Tuesday, 20 February 2018

#Review 8 of 2018 The Dissolute Rake by Francine Howarth

Those Regency Rakes are definitely a degenerate bunch, though some are entirely able to be saved from a sad and lonely end. The story heats up almost immediately, no coy hanging around for the two main characters in this Regency tale- though it’s perfectly clear from the disclaimer that it is going to be ‘steamy’.  

It’s a quick read, a mix of well known themes intermingled in this tale from Ms Howarth. Well written, the author finds a distinctive voice, the language displaying a real flavour of the era yet some of the themes also seem to be very modern.  

Finding real love, and satisfying lust, isn’t going to happen within the lovely May Thorne’s marriage but it’s amazing how quickly one man, Marcus Fairweather, can overturn all of her guilt. I’m totally glad it is Marcus who can make May stray because the lawyer, Harris, is an objectionable horror and very well portrayed as such!


#Review 7 of 2018 Caledonii by Ian Hall

The title and the date of the book drew my attention immediately. 

Set around the time of my own writing it's interesting to get the perspective of other authors. The intention of this short prologue is to introduce the books which follow. Will go on and buy them? Yes, I probably will because I don't personally focus on the spiritual aspects of the druids but I think I'll enjoy what Ian Hall brings to his novels regarding the functions and special powers of the druids in the lives of the Late Iron age peoples of northern Britannia. 

(If he has any particular verified ancient sources to share on this aspect of druidism I'd be delighted to read them!) 

There are quite a lot of historical themes in this short introduction which display a good knowledge of the era.

The link with the sons of Venutius, King of the Brigantes is an interesting one. 


#Review 6 of 2018 Vindolanda by Adrian Goldsworthy

The thing I liked best about this tale of life at Vindolanda is the fact that the author highlights the fact that there probably were many Roman forts and fortlets along the stretch where Hadrian’s Wall was built some 20 plus years after this story.

The story has plenty of action but the author manages to show that there was also plenty of routine tedium for those stationed on the forts along the wall, so far from their homes and the lives left behind. I wanted to skip past the battle scenes to get onto the next bit of Flavius Ferox's story but didn't dare miss any of the action. 

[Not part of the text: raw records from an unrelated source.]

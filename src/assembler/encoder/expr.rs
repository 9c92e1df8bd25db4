/*
Copyright 2025 Connor Nolan

Licensed under the Apache License, Version 2.0 (the "License");
you may not use this file except in compliance with the License.
You may obtain a copy of the License at

    http://www.apache.org/licenses/LICENSE-2.0

Unless required by applicable law or agreed to in writing, software
distributed under the License is distributed on an "AS IS" BASIS,
WITHOUT WARRANTIES OR CONDITIONS OF ANY KIND, either express or implied.
See the License for the specific language governing permissions and
limitations under the License.
*/

//! The operand expression language: numeric literals, `$name[+offset]`
//! definition lookups, `=label[.sub][+offset]` label references, `+`/`-`
//! arithmetic between them, and the `high()`/`low()`/`inv()`/`bank()`/
//! `ptr()` helper functions. Every recognizer in `operand_kinds` that
//! accepts a computed value goes through here.

use crate::assembler::definitions::Definitions;
use crate::assembler::symbol_table::{self, Labels};

/// A value produced while walking an expression. `bank`, when set, traces
/// the value back to the ROM bank a label address was defined in; plain
/// numbers and `.DEFINE`d constants carry no bank.
#[derive(Debug, Clone, Copy)]
pub struct EvalValue {
    pub raw: i64,
    pub bank: Option<u32>,
}

impl EvalValue {
    fn plain(raw: i64) -> Self {
        EvalValue { raw, bank: None }
    }
}

/// Bundles everything an expression evaluation may need to consult.
/// `labels` is `None` during pass 1 for ordinary forward-tolerant
/// resolution (every label reference evaluates to 0); it is `Some` in
/// pass 2, and also in pass 1 for variants flagged `labels_before_only`
/// (a partial, append-only view of the map built so far).
pub struct EvalCtx<'a> {
    pub labels: Option<&'a Labels>,
    pub defs: &'a Definitions,
    pub last_absolute_label: &'a str,
}

/// Which family of `.DEFINE`d value a recognizer will accept through a bare
/// `$name` reference: `Raw` for `Raw8`/`Raw16` contexts, `Indirect` for
/// `Raw8Indirect`/`Raw16Indirect`. A definition whose own tag (fixed at
/// `.DEFINE` time, see `Definition`) falls in the other family is rejected
/// so e.g. an address meant for `($HW_REG)`-style indirection can't also be
/// read as a plain numeric operand.
#[derive(Debug, Clone, Copy, PartialEq, Eq)]
pub enum DefKind {
    Raw,
    Indirect,
}

/// An evaluation failure. `CrossBank` is split out from the catch-all
/// `Message` because it is never "try a different operand kind" material —
/// there is no other variant that would make crossing a bank boundary
/// valid, so callers that care (the `Raw8`/`Raw16` recognizers) escalate it
/// straight to `AssemblyError::CrossBankArithmetic` instead of treating it
/// as an ordinary operand-shape mismatch.
#[derive(Debug, Clone)]
pub enum EvalError {
    Message(String),
    CrossBank(String),
}

impl EvalError {
    pub fn message(&self) -> &str {
        match self {
            EvalError::Message(m) | EvalError::CrossBank(m) => m,
        }
    }
}

impl std::fmt::Display for EvalError {
    fn fmt(&self, f: &mut std::fmt::Formatter<'_>) -> std::fmt::Result {
        f.write_str(self.message())
    }
}

fn msg(text: impl Into<String>) -> EvalError {
    EvalError::Message(text.into())
}

/// Evaluates `text`, collapsing the `CrossBank`/`Message` distinction into a
/// plain string. Used by callers (`.PADTO`'s target resolver, macro argument
/// binding) that have no Fatal/Mismatch split of their own to route through.
pub fn evaluate(ctx: &EvalCtx, text: &str) -> Result<EvalValue, String> {
    evaluate_expecting(ctx, text, None)
}

/// Like `evaluate`, but additionally requires that any top-level `$name`
/// definition reference carry a tag compatible with `expected`.
pub fn evaluate_expecting(
    ctx: &EvalCtx,
    text: &str,
    expected: Option<DefKind>,
) -> Result<EvalValue, String> {
    evaluate_expecting_typed(ctx, text, expected).map_err(|e| e.message().to_string())
}

/// Like `evaluate_expecting`, but keeps the `CrossBank` error distinguished
/// from an ordinary mismatch, for callers (the `Raw8`/`Raw16` recognizers)
/// that escalate it to a hard failure instead of trying the next variant.
pub fn evaluate_expecting_typed(
    ctx: &EvalCtx,
    text: &str,
    expected: Option<DefKind>,
) -> Result<EvalValue, EvalError> {
    let mut p = Parser {
        ctx,
        bytes: text.as_bytes(),
        pos: 0,
        expected,
    };
    p.skip_ws();
    let v = p.parse_expr()?;
    p.skip_ws();
    if p.pos != p.bytes.len() {
        return Err(msg(format!("unexpected trailing input: \"{}\"", &text[p.pos..])));
    }
    Ok(v)
}

struct Parser<'a, 'b> {
    ctx: &'a EvalCtx<'b>,
    bytes: &'a [u8],
    pos: usize,
    expected: Option<DefKind>,
}

impl<'a, 'b> Parser<'a, 'b> {
    fn skip_ws(&mut self) {
        while self.pos < self.bytes.len() && self.bytes[self.pos] == b' ' {
            self.pos += 1;
        }
    }

    fn peek(&self) -> Option<u8> {
        self.bytes.get(self.pos).copied()
    }

    fn parse_expr(&mut self) -> Result<EvalValue, EvalError> {
        self.skip_ws();
        let negate = if self.peek() == Some(b'-') {
            self.pos += 1;
            true
        } else {
            false
        };
        let mut acc = self.parse_term()?;
        if negate {
            acc = EvalValue::plain(-acc.raw);
        }
        loop {
            self.skip_ws();
            match self.peek() {
                Some(b'+') => {
                    self.pos += 1;
                    let rhs = self.parse_term()?;
                    acc = combine(acc, rhs, true)?;
                }
                Some(b'-') => {
                    self.pos += 1;
                    let rhs = self.parse_term()?;
                    acc = combine(acc, rhs, false)?;
                }
                _ => break,
            }
        }
        Ok(acc)
    }

    fn parse_term(&mut self) -> Result<EvalValue, EvalError> {
        self.skip_ws();
        match self.peek() {
            Some(b'$') => self.parse_define_ref(),
            Some(b'=') => self.parse_label_ref(),
            Some(b'(') => {
                self.pos += 1;
                let v = self.parse_expr()?;
                self.skip_ws();
                self.expect(b')')?;
                Ok(v)
            }
            Some(c) if c.is_ascii_digit() => self.parse_numeric_literal(),
            Some(c) if c.is_ascii_alphabetic() => self.parse_function_call(),
            _ => Err(msg("expected a value")),
        }
    }

    fn expect(&mut self, c: u8) -> Result<(), EvalError> {
        if self.peek() == Some(c) {
            self.pos += 1;
            Ok(())
        } else {
            Err(msg(format!("expected \"{}\"", c as char)))
        }
    }

    fn take_ident(&mut self) -> &'a str {
        let start = self.pos;
        while self
            .peek()
            .is_some_and(|c| c.is_ascii_alphanumeric() || c == b'_' || c == b'.')
        {
            self.pos += 1;
        }
        std::str::from_utf8(&self.bytes[start..self.pos]).unwrap()
    }

    fn parse_numeric_literal(&mut self) -> Result<EvalValue, EvalError> {
        let start = self.pos;
        if self.bytes[self.pos..].starts_with(b"0x") || self.bytes[self.pos..].starts_with(b"0X") {
            self.pos += 2;
            let digit_start = self.pos;
            while self.peek().is_some_and(|c| c.is_ascii_hexdigit()) {
                self.pos += 1;
            }
            let text = std::str::from_utf8(&self.bytes[digit_start..self.pos]).unwrap();
            if text.is_empty() {
                return Err(msg("empty hex literal"));
            }
            let value = i64::from_str_radix(text, 16).map_err(|e| msg(e.to_string()))?;
            return Ok(EvalValue::plain(value));
        }
        while self.peek().is_some_and(|c| c.is_ascii_digit()) {
            self.pos += 1;
        }
        let text = std::str::from_utf8(&self.bytes[start..self.pos]).unwrap();
        let value: i64 = text.parse().map_err(|_| msg(format!("bad numeric literal \"{}\"", text)))?;
        Ok(EvalValue::plain(value))
    }

    /// `$NAME[+offset]`. `NAME` is looked up in the definitions table; if
    /// absent and it parses entirely as hex digits, it is treated as a hex
    /// literal instead (so `$FF` works whether or not `FF` was ever
    /// `.DEFINE`d).
    fn parse_define_ref(&mut self) -> Result<EvalValue, EvalError> {
        self.pos += 1; // '$'
        let name = self.take_ident().to_uppercase();
        if name.is_empty() {
            return Err(msg("expected a name after \"$\""));
        }
        let base = match self.ctx.defs.get(&name) {
            Some(def) => {
                if let Some(expected) = self.expected {
                    let actual = def.kind();
                    if actual != expected {
                        return Err(msg(format!(
                            "\"${}\" is a {:?}-kind definition, not usable here",
                            name, actual
                        )));
                    }
                }
                def.as_u32() as i64
            }
            None if !name.is_empty() && name.chars().all(|c| c.is_ascii_hexdigit()) => {
                i64::from_str_radix(&name, 16).map_err(|e| msg(e.to_string()))?
            }
            None => return Err(msg(format!("undefined name \"${}\"", name))),
        };
        Ok(EvalValue::plain(base + self.parse_optional_offset()?))
    }

    /// `=label[.sub][+offset]`.
    fn parse_label_ref(&mut self) -> Result<EvalValue, EvalError> {
        self.pos += 1; // '='
        let raw = self.take_ident();
        if raw.is_empty() {
            return Err(msg("expected a label name after \"=\""));
        }
        let canonical = symbol_table::resolve_label_ref(raw, self.ctx.last_absolute_label);
        let offset = self.parse_optional_offset()?;
        match self.ctx.labels {
            None => Ok(EvalValue::plain(0)),
            Some(labels) => match labels.get(&canonical) {
                Some(&addr) => Ok(EvalValue {
                    raw: addr as i64 + offset,
                    bank: Some(symbol_table::bank_of(addr)),
                }),
                None => Err(msg(format!("undefined symbol \"{}\"", canonical))),
            },
        }
    }

    fn parse_optional_offset(&mut self) -> Result<i64, EvalError> {
        self.skip_ws();
        match self.peek() {
            Some(b'+') => {
                self.pos += 1;
                Ok(self.parse_numeric_literal()?.raw)
            }
            Some(b'-') => {
                self.pos += 1;
                Ok(-self.parse_numeric_literal()?.raw)
            }
            _ => Ok(0),
        }
    }

    fn parse_function_call(&mut self) -> Result<EvalValue, EvalError> {
        let name = self.take_ident().to_lowercase();
        self.skip_ws();
        self.expect(b'(')?;
        let inner = self.parse_expr()?;
        self.skip_ws();
        self.expect(b')')?;
        match name.as_str() {
            "high" => Ok(EvalValue::plain((inner.raw >> 8) & 0xFF)),
            "low" => Ok(EvalValue::plain(inner.raw & 0xFF)),
            "inv" => {
                if inner.raw == 0 {
                    return Err(msg("inv(0) divides by zero"));
                }
                Ok(EvalValue::plain((256 / inner.raw) & 0xFF))
            }
            "bank" => match inner.bank {
                Some(b) => Ok(EvalValue::plain(b as i64)),
                None => Err(msg("bank() requires a label operand")),
            },
            "ptr" => Ok(EvalValue::plain(
                symbol_table::cpu_visible(inner.raw as u32) as i64,
            )),
            other => Err(msg(format!("unknown function \"{}\"", other))),
        }
    }
}

fn combine(lhs: EvalValue, rhs: EvalValue, add: bool) -> Result<EvalValue, EvalError> {
    let raw = if add { lhs.raw + rhs.raw } else { lhs.raw - rhs.raw };
    let bank = match (lhs.bank, rhs.bank) {
        (Some(a), Some(b)) if a != b => {
            return Err(EvalError::CrossBank(format!(
                "cross-bank arithmetic between bank {} and bank {}",
                a, b
            )));
        }
        (Some(a), _) => Some(a),
        (None, b) => b,
    };
    if let Some(b) = bank {
        if raw >= 0 && symbol_table::bank_of(raw as u32) != b {
            return Err(EvalError::CrossBank(format!(
                "offset carries address out of bank {} into a different bank",
                b
            )));
        }
    }
    Ok(EvalValue { raw, bank })
}

#[cfg(test)]
mod tests {
    use super::*;
    use crate::assembler::definitions::Definition;

    fn ctx<'a>(labels: Option<&'a Labels>, defs: &'a Definitions) -> EvalCtx<'a> {
        EvalCtx {
            labels,
            defs,
            last_absolute_label: "MAIN",
        }
    }

    #[test]
    fn decimal_and_hex_literals() {
        let defs = Definitions::new();
        let c = ctx(None, &defs);
        assert_eq!(evaluate(&c, "42").unwrap().raw, 42);
        assert_eq!(evaluate(&c, "0x2A").unwrap().raw, 42);
    }

    #[test]
    fn define_lookup_and_hex_fallback() {
        let mut defs = Definitions::new();
        defs.insert("VAL".to_string(), Definition::Raw8(5));
        let c = ctx(None, &defs);
        assert_eq!(evaluate(&c, "$VAL+2").unwrap().raw, 7);
        assert_eq!(evaluate(&c, "$FF").unwrap().raw, 0xFF);
    }

    #[test]
    fn label_reference_is_tentative_without_a_label_map() {
        let defs = Definitions::new();
        let c = ctx(None, &defs);
        assert_eq!(evaluate(&c, "=LOOP").unwrap().raw, 0);
    }

    #[test]
    fn label_reference_resolves_against_a_populated_map() {
        let mut labels = Labels::new();
        labels.insert("MAIN.LOOP".to_string(), 0x150);
        let defs = Definitions::new();
        let c = ctx(Some(&labels), &defs);
        assert_eq!(evaluate(&c, "=.loop+1").unwrap().raw, 0x151);
    }

    #[test]
    fn high_and_low_split_a_16_bit_value() {
        let defs = Definitions::new();
        let c = ctx(None, &defs);
        assert_eq!(evaluate(&c, "high(0x1234)").unwrap().raw, 0x12);
        assert_eq!(evaluate(&c, "low(0x1234)").unwrap().raw, 0x34);
    }

    #[test]
    fn inv_divides_rather_than_complementing() {
        let defs = Definitions::new();
        let c = ctx(None, &defs);
        assert_eq!(evaluate(&c, "inv(0x02)").unwrap().raw, 128);
        assert_eq!(evaluate(&c, "inv(0x100)").unwrap().raw, 1);
    }

    #[test]
    fn cross_bank_addition_is_rejected() {
        let mut labels = Labels::new();
        labels.insert("A".to_string(), 0x4000);
        labels.insert("B".to_string(), 0x8000);
        let defs = Definitions::new();
        let c = ctx(Some(&labels), &defs);
        let a = evaluate(&c, "=A").unwrap();
        let b = evaluate(&c, "=B").unwrap();
        assert!(combine(a, b, true).is_err());
    }

    #[test]
    fn cross_bank_addition_is_reported_as_the_dedicated_error_kind() {
        let mut labels = Labels::new();
        labels.insert("A".to_string(), 0x4000);
        labels.insert("B".to_string(), 0x8000);
        let defs = Definitions::new();
        let c = ctx(Some(&labels), &defs);
        let a = evaluate(&c, "=A").unwrap();
        let b = evaluate(&c, "=B").unwrap();
        assert!(matches!(combine(a, b, true), Err(EvalError::CrossBank(_))));
    }
}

In this story there’s a bit of know who your friends are and respect your enemies but essentially until proven trust no one.

I felt there was still quite a mystery about Rerox and where his ultimate allegiance might lie - although he was definitely true to Rome in Vindolanda.

One part of the book did make me pause for thought and that was wehn Ferox goes to the settlement/ hillfort of the Iron Age tribes allies. Something about the location of the Vacomagi leader's territory didn't match with what I've learned of the geographical area covered by the Vacomagi. I just might have to resort to reading non-fiction by Goldsworthy- it's not that I've avoided his work it's more that I haven't come across it yet so it hasn't been added to my considerable amount of source material.

Readers who enjoy bloody battle scenes and slicing skirmishes will probably like this one a lot.